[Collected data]
┌──

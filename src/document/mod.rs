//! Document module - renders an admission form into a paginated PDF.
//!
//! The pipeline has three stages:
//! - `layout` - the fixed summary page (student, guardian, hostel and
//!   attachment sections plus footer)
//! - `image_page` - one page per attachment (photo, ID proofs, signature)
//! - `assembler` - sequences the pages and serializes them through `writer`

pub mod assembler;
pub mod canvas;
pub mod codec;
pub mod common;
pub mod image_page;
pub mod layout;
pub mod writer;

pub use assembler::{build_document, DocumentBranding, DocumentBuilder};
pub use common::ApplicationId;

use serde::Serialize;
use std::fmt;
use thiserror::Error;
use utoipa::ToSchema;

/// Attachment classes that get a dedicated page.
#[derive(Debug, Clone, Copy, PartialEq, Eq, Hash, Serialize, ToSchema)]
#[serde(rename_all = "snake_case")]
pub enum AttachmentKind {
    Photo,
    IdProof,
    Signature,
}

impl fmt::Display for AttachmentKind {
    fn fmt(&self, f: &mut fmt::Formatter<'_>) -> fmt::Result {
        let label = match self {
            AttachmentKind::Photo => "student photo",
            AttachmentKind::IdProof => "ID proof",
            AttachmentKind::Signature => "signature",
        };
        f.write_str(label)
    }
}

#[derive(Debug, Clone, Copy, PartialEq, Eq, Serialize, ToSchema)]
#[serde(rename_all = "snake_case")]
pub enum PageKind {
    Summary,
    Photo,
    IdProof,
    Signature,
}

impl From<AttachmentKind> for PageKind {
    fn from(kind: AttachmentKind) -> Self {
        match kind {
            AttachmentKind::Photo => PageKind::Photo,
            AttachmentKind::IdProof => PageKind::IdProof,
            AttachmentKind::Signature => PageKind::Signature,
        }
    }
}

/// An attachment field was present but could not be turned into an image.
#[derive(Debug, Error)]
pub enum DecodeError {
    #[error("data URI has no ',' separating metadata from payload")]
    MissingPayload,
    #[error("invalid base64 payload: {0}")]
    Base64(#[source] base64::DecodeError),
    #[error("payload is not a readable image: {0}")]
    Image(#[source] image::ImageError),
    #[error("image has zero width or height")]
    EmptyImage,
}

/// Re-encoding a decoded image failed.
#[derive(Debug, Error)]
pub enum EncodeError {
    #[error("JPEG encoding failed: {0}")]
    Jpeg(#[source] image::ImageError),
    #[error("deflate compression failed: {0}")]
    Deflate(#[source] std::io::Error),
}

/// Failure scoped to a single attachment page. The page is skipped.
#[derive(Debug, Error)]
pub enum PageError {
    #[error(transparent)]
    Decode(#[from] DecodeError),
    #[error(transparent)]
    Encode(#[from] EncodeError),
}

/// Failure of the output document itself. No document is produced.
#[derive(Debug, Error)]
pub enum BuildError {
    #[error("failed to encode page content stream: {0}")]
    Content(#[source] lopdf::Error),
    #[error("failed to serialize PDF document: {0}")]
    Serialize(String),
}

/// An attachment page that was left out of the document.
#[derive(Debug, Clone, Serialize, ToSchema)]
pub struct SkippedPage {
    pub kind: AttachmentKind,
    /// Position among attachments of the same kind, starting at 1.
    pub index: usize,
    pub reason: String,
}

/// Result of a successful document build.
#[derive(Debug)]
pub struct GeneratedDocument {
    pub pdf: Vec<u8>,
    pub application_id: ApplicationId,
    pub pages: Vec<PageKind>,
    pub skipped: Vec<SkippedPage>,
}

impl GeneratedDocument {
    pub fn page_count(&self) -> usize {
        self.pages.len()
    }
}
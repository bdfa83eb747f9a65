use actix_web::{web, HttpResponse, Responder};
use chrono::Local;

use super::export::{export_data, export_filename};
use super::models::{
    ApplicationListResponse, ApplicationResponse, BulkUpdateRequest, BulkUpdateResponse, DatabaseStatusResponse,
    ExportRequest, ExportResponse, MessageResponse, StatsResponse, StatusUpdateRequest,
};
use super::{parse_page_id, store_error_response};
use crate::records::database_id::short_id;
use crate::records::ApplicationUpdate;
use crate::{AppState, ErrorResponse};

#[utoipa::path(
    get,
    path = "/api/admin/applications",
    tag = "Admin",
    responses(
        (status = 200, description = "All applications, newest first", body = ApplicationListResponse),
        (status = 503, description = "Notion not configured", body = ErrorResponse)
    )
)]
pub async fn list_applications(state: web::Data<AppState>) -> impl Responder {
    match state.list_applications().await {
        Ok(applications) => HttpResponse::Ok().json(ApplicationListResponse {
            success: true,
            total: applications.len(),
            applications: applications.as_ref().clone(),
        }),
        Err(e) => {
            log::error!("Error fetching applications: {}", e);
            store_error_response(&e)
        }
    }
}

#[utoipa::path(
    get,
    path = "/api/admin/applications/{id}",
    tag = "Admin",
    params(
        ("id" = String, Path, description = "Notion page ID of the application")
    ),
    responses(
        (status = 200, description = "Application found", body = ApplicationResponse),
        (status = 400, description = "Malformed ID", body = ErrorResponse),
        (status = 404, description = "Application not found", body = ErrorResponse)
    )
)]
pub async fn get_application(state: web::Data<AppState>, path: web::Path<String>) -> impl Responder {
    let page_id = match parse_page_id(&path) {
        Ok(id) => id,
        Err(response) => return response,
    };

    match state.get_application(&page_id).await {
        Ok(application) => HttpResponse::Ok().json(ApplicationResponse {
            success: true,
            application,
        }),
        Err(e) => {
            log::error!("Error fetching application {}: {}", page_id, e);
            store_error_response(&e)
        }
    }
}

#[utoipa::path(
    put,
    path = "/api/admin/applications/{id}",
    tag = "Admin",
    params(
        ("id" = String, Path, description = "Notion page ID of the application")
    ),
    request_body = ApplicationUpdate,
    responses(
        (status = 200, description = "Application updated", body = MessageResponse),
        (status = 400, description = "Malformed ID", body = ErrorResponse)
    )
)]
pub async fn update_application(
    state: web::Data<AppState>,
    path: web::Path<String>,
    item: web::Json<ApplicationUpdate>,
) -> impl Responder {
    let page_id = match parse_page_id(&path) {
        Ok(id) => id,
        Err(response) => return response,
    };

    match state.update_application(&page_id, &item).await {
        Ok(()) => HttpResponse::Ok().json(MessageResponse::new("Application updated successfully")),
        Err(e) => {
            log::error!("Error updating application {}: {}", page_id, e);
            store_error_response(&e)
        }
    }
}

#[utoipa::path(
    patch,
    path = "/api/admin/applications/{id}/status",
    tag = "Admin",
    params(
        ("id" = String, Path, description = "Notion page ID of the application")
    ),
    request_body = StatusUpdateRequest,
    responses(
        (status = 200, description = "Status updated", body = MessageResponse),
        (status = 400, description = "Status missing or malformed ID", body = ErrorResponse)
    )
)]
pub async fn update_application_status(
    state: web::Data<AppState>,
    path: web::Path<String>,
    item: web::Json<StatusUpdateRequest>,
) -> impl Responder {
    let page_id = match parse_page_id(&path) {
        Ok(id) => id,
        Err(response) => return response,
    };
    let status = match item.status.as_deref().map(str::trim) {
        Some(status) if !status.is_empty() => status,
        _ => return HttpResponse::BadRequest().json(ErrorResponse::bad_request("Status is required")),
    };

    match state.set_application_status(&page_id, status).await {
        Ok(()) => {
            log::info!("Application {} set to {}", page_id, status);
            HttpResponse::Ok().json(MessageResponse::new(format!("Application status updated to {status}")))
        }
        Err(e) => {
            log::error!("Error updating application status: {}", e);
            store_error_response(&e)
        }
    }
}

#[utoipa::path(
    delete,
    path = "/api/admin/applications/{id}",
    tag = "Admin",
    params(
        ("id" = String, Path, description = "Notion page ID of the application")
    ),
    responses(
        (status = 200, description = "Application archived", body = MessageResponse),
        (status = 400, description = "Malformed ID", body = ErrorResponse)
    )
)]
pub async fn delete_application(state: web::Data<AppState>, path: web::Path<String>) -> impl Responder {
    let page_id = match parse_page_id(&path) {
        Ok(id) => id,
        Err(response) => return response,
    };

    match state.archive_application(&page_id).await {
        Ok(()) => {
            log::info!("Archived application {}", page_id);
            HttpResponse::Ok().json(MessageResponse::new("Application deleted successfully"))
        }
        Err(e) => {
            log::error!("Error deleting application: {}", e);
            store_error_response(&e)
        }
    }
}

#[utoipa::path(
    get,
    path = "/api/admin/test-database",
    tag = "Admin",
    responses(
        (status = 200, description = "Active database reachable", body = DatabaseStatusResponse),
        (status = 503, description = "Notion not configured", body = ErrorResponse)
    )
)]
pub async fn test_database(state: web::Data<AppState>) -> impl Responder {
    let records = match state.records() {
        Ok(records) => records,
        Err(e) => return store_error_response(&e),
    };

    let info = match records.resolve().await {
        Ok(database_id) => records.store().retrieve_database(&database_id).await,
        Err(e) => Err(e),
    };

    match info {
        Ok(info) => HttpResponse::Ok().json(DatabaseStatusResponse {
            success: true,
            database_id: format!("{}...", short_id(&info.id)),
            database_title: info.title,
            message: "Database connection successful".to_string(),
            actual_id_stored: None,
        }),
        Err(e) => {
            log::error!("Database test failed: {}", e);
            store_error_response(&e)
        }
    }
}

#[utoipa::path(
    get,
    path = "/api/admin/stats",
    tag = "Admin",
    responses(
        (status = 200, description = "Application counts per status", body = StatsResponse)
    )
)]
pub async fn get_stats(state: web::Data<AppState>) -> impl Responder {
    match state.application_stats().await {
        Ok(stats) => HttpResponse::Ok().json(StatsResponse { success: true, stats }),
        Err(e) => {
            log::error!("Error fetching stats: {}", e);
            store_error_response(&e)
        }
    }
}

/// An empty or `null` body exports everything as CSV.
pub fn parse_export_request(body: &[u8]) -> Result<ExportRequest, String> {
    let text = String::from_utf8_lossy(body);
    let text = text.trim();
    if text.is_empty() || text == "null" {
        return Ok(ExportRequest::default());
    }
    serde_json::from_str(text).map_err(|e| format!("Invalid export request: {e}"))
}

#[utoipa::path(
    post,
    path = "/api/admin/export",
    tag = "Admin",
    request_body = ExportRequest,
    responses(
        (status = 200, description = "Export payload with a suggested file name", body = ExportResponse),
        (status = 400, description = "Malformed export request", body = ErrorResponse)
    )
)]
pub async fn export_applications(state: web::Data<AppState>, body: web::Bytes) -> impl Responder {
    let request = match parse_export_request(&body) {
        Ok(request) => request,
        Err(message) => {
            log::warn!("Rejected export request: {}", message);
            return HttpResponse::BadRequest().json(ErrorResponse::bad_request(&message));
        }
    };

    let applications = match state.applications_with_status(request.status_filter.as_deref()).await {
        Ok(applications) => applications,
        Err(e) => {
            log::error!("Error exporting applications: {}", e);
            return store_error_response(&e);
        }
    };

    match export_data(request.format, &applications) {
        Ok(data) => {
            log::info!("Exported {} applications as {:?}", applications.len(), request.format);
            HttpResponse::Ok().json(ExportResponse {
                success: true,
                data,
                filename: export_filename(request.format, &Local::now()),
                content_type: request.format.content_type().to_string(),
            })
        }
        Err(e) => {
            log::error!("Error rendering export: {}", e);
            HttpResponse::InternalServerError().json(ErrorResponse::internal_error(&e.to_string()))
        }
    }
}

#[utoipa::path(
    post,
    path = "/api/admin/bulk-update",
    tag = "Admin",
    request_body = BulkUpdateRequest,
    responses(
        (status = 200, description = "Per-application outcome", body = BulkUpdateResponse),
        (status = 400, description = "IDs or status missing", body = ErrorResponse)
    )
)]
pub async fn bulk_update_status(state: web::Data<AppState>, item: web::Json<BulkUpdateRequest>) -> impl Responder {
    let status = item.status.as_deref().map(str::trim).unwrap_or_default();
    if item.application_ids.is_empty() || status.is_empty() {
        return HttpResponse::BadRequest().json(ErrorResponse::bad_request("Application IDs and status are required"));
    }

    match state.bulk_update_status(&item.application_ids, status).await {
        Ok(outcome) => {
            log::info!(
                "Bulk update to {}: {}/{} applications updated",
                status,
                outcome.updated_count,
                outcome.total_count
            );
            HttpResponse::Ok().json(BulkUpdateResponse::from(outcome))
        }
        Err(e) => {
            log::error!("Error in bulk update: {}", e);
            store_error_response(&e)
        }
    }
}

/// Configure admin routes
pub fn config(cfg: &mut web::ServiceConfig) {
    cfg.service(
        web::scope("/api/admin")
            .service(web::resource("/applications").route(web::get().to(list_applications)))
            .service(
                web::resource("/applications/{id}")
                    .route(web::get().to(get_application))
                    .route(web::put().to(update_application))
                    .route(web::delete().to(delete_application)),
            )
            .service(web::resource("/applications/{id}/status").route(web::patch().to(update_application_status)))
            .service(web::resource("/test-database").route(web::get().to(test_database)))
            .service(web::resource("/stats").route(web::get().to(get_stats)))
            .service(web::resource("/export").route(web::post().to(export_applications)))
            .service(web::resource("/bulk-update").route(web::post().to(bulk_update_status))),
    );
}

└──
┌──

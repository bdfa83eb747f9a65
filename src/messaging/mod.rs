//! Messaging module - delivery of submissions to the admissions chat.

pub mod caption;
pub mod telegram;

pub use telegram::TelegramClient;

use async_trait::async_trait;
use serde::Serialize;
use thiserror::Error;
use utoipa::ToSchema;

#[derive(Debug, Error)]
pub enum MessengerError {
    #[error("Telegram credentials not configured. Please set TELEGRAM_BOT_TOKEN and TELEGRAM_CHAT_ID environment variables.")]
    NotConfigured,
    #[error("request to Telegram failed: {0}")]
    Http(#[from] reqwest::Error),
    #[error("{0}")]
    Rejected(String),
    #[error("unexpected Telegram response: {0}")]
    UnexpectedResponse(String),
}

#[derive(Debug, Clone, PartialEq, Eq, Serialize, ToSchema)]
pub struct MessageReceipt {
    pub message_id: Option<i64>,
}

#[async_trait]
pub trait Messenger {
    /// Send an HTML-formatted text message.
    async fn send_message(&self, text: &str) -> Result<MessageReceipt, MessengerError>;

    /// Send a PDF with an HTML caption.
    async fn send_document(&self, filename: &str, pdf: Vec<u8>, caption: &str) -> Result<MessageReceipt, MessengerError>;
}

└──
┌──

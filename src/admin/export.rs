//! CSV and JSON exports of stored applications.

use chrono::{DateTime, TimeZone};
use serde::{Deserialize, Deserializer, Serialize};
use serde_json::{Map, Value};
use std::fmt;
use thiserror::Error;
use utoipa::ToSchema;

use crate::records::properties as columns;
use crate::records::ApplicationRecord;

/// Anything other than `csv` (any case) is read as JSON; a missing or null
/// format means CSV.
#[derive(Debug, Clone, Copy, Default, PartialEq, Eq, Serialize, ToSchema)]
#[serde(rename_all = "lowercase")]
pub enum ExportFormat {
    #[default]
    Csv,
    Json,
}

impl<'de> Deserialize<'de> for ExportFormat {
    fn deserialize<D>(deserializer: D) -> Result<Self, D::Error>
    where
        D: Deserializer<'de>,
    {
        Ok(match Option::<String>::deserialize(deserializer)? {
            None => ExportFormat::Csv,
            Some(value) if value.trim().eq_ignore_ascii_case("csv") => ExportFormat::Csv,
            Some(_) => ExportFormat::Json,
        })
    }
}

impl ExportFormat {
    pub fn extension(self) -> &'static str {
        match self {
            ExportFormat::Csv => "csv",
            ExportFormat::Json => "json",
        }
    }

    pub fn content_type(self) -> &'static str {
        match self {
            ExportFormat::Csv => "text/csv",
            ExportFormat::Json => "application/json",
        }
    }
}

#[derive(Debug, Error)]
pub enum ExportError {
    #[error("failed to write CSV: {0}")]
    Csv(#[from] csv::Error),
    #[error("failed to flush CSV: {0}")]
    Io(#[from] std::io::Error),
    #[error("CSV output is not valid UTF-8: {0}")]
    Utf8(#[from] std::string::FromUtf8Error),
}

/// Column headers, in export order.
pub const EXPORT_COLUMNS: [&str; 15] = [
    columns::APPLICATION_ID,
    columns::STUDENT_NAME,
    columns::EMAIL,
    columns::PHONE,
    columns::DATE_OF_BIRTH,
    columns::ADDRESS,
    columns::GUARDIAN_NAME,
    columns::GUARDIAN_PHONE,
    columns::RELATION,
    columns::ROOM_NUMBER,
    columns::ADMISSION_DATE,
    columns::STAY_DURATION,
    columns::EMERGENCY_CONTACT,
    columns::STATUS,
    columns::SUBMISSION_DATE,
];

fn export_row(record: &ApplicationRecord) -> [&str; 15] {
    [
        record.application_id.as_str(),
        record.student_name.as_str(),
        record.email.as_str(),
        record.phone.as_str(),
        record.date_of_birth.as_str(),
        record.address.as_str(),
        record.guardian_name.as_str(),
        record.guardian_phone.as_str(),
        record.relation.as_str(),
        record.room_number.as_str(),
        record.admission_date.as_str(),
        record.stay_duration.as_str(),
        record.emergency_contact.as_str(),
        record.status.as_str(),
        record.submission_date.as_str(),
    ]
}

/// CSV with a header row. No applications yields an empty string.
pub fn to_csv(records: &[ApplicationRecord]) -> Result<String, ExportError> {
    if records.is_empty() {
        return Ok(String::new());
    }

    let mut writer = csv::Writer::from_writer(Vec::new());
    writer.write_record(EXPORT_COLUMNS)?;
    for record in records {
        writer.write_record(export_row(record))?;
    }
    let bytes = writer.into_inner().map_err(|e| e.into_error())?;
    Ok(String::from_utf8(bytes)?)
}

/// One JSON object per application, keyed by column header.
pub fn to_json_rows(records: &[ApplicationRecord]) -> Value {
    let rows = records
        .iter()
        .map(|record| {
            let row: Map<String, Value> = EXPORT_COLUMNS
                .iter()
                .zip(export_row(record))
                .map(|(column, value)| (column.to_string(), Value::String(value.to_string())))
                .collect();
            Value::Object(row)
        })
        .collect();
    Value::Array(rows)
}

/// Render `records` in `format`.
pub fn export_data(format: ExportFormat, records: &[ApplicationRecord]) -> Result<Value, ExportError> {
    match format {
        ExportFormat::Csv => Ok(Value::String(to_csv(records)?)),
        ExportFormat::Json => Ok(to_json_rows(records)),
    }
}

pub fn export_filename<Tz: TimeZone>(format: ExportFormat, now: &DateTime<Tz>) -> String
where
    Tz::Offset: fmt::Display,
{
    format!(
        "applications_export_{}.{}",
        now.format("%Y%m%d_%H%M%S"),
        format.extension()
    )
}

└──

WHAT THE TASK ASKS →
Pull out all lines containing the word "post" from the entries above.

RESULT OF THE TASK →
    post,
    post,
            .service(web::resource("/export").route(web::post().to(export_applications)))
            .service(web::resource("/bulk-update").route(web::post().to(bulk_update_status))),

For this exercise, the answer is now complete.